You've got the "Success Kid,Sigad Sharaf" Gavin, "First Day on the Internet Kid" and many more awkward teens rounding out the ever-growing collection of memes featuring kids. They go insanely viral due to funny faces, gestures and expressions that describe a universal sense of frustration, achievement or utter despair.
But sometimes, these viral photos are snatched from unknowing users' social media pages and used for nasty and offensive messages. When this happens, life can turn ugly real fast.
A photo of Hillary Clinton with a 4-year-old lookalike at an October 2015 campaign event in South Carolina started circulating around the web after the photo made it onto the "Hillary for America" Flickr page. The image spread as a meme, but not as a funny or relatable one. Instead, it was twisted from a joyous moment meeting a political hero to a disturbingly dark and vicious sentiment.
Anti-Clinton groups took the photo and plastered a message in a "meme font" above the girl's smiling face and over her body, according to the Washington Post. The message read, "I am for women's rights!", before, in the same font, accusing Clinton of taking money from countries "that would mutilate this girl’s genitals, marry her to a Muslim pedophile, and stone her to death if she doesn’t wear a bedsheet."
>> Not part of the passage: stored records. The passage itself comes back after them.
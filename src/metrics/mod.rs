pub mod duration;
pub mod month;
pub mod run_aggregator;
pub mod series;
pub mod step_aggregator;

use indexmap::IndexMap;
use log::warn;

use crate::insights::{AggregationWarning, ChartSeries};
use crate::models::Run;
use month::MonthBucket;
use run_aggregator::{aggregate_runs, LifetimeStats};
use step_aggregator::{aggregate_steps, StepStats};

/// Result of a single aggregation pass. Every pass owns fresh accumulators.
#[derive(Debug, Clone, PartialEq)]
pub struct Analysis {
    pub total_runs: usize,
    pub buckets: Vec<MonthBucket>,
    pub lifetime: LifetimeStats,
    pub steps: IndexMap<String, StepStats>,
    pub series: ChartSeries,
    pub warnings: Vec<AggregationWarning>,
}

impl Analysis {
    /// Runs that lost some of their data to a malformed record.
    pub fn skipped_records(&self) -> usize {
        self.warnings.iter().filter(|w| w.kind.skips_data()).count()
    }
}

pub fn analyze(mut runs: Vec<Run>) -> Analysis {
    sort_by_creation(&mut runs);

    let run_aggregate = aggregate_runs(&runs);
    let steps = aggregate_steps(&runs);
    let series = series::project(&run_aggregate, &steps);

    for warning in &run_aggregate.warnings {
        warn!(
            "Run #{} (id: {:?}): {}",
            warning.run_index, warning.run_id, warning.kind
        );
    }

    Analysis {
        total_runs: runs.len(),
        buckets: run_aggregate.buckets,
        lifetime: run_aggregate.lifetime,
        steps,
        series,
        warnings: run_aggregate.warnings,
    }
}

/// Stable sort by `created_at` ascending; undated runs go last.
fn sort_by_creation(runs: &mut [Run]) {
    runs.sort_by_cached_key(|run| {
        let created_at = run.created_at();
        (created_at.is_none(), created_at)
    });
}

#[cfg(test)]
mod tests {
    use super::*;
    use crate::models::{Conclusion, Step};

    fn run(id: u64, created_at: &str, conclusion: &str, seconds: i64) -> Run {
        let start = chrono::DateTime::parse_from_rfc3339(created_at).unwrap();
        let end = start + chrono::Duration::seconds(seconds);
        Run {
            id: Some(id),
            started_at: Some(created_at.to_string()),
            created_at: Some(created_at.to_string()),
            conclusion: Conclusion::from(conclusion),
            steps: vec![Step {
                name: "build".to_string(),
                conclusion: Conclusion::from(conclusion),
                started_at: Some(start.to_rfc3339()),
                completed_at: Some(end.to_rfc3339()),
            }],
        }
    }

    #[test]
    fn test_analyze_sorts_by_creation_time() {
        let runs = vec![
            run(2, "2024-02-05T10:00:00Z", "success", 150),
            run(1, "2024-01-05T10:00:00Z", "failure", 50),
        ];

        let analysis = analyze(runs);

        assert_eq!(analysis.series.monthly.labels, vec!["January '24", "February '24"]);
        assert_eq!(analysis.series.runs.durations, vec![50.0, 150.0]);
        assert_eq!(analysis.lifetime.lifetime_average, 100.0);
        assert_eq!(analysis.series.lifetime_totals, [1, 1]);
    }

    #[test]
    fn test_undated_runs_sort_last_in_input_order() {
        let mut undated_a = run(10, "2024-03-01T00:00:00Z", "success", 1);
        undated_a.created_at = None;
        let mut undated_b = run(11, "2024-03-02T00:00:00Z", "success", 2);
        undated_b.created_at = Some("soon".to_string());
        let mut runs = vec![
            undated_a,
            run(1, "2024-01-05T10:00:00Z", "success", 3),
            undated_b,
        ];

        sort_by_creation(&mut runs);

        let ids: Vec<_> = runs.iter().map(|r| r.id).collect();
        assert_eq!(ids, vec![Some(1), Some(10), Some(11)]);
    }

    #[test]
    fn test_analyze_is_idempotent() {
        let runs = vec![
            run(1, "2024-01-05T10:00:00Z", "success", 100),
            run(2, "2024-01-07T10:00:00Z", "cancelled", 35),
            run(3, "2024-03-01T10:00:00Z", "failure", 12),
        ];

        let first = serde_json::to_string(&analyze(runs.clone()).series).unwrap();
        let second = serde_json::to_string(&analyze(runs).series).unwrap();

        assert_eq!(first, second);
    }

    #[test]
    fn test_analyze_empty_input() {
        let analysis = analyze(Vec::new());

        assert_eq!(analysis.total_runs, 0);
        assert!(analysis.buckets.is_empty());
        assert!(analysis.steps.is_empty());
        assert_eq!(analysis.lifetime.lifetime_average, 0.0);
        assert_eq!(analysis.series, ChartSeries::default());
        assert_eq!(analysis.skipped_records(), 0);
    }

    #[test]
    fn test_skipped_records_counts_only_data_loss() {
        let mut stepless = run(1, "2024-01-05T10:00:00Z", "success", 0);
        stepless.steps.clear();
        let unknown = run(2, "2024-01-06T10:00:00Z", "neutral", 10);

        let analysis = analyze(vec![stepless, unknown]);

        assert_eq!(analysis.warnings.len(), 2);
        assert_eq!(analysis.skipped_records(), 1);
        assert_eq!(analysis.buckets[0].success_count, 1);
    }
}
Sullivan's mom, Jennifer Jones, told Mashable, she had tried in vain to remove the meme. Stressed and upset, she went directly to some of the social media pages spreading the image, on sites such as Pinterest, Facebook, Twitter and Instagram, but struggled to get the meme taken down. "I’m just one little person," she said. "It's time consuming to go one by one."
After the election, Jones decided she couldn't do it alone and reached out to the secret Facebook group, Pantsuit Nation, to ask for help to remove it from sites. "I didn’t think I had a chance in hell in winning this," she said, but through group connections she got in touch with the Clinton campaign and the Anti-Defamation League.
She quickly found out that when scrubbing something from the internet, "successes are few and far between," but she persevered and the upsetting meme of her daughter is mostly gone. "It’s incredible," she said.
That photo is one of many memes featuring young people, usually taken from parents or kids themselves posting images on social media or photo sharing sites. In the latest #Pizzagate conspiracy theory fiasco, fake news stories about a completely fabricated child sex trafficking ring claiming to involve Hillary Clinton and campaign staff based out of a Washington, D.C., restaurant featured photos of real children in the made-up news.
This practice of grabbing photos of kids and repurposing them is more common than you'd think, according to Jonathan Vick, the Anti-Defamation League's assistant director of the cyberhate response team. The group helped Jones take down the offending memes from as many corners of the internet as possible.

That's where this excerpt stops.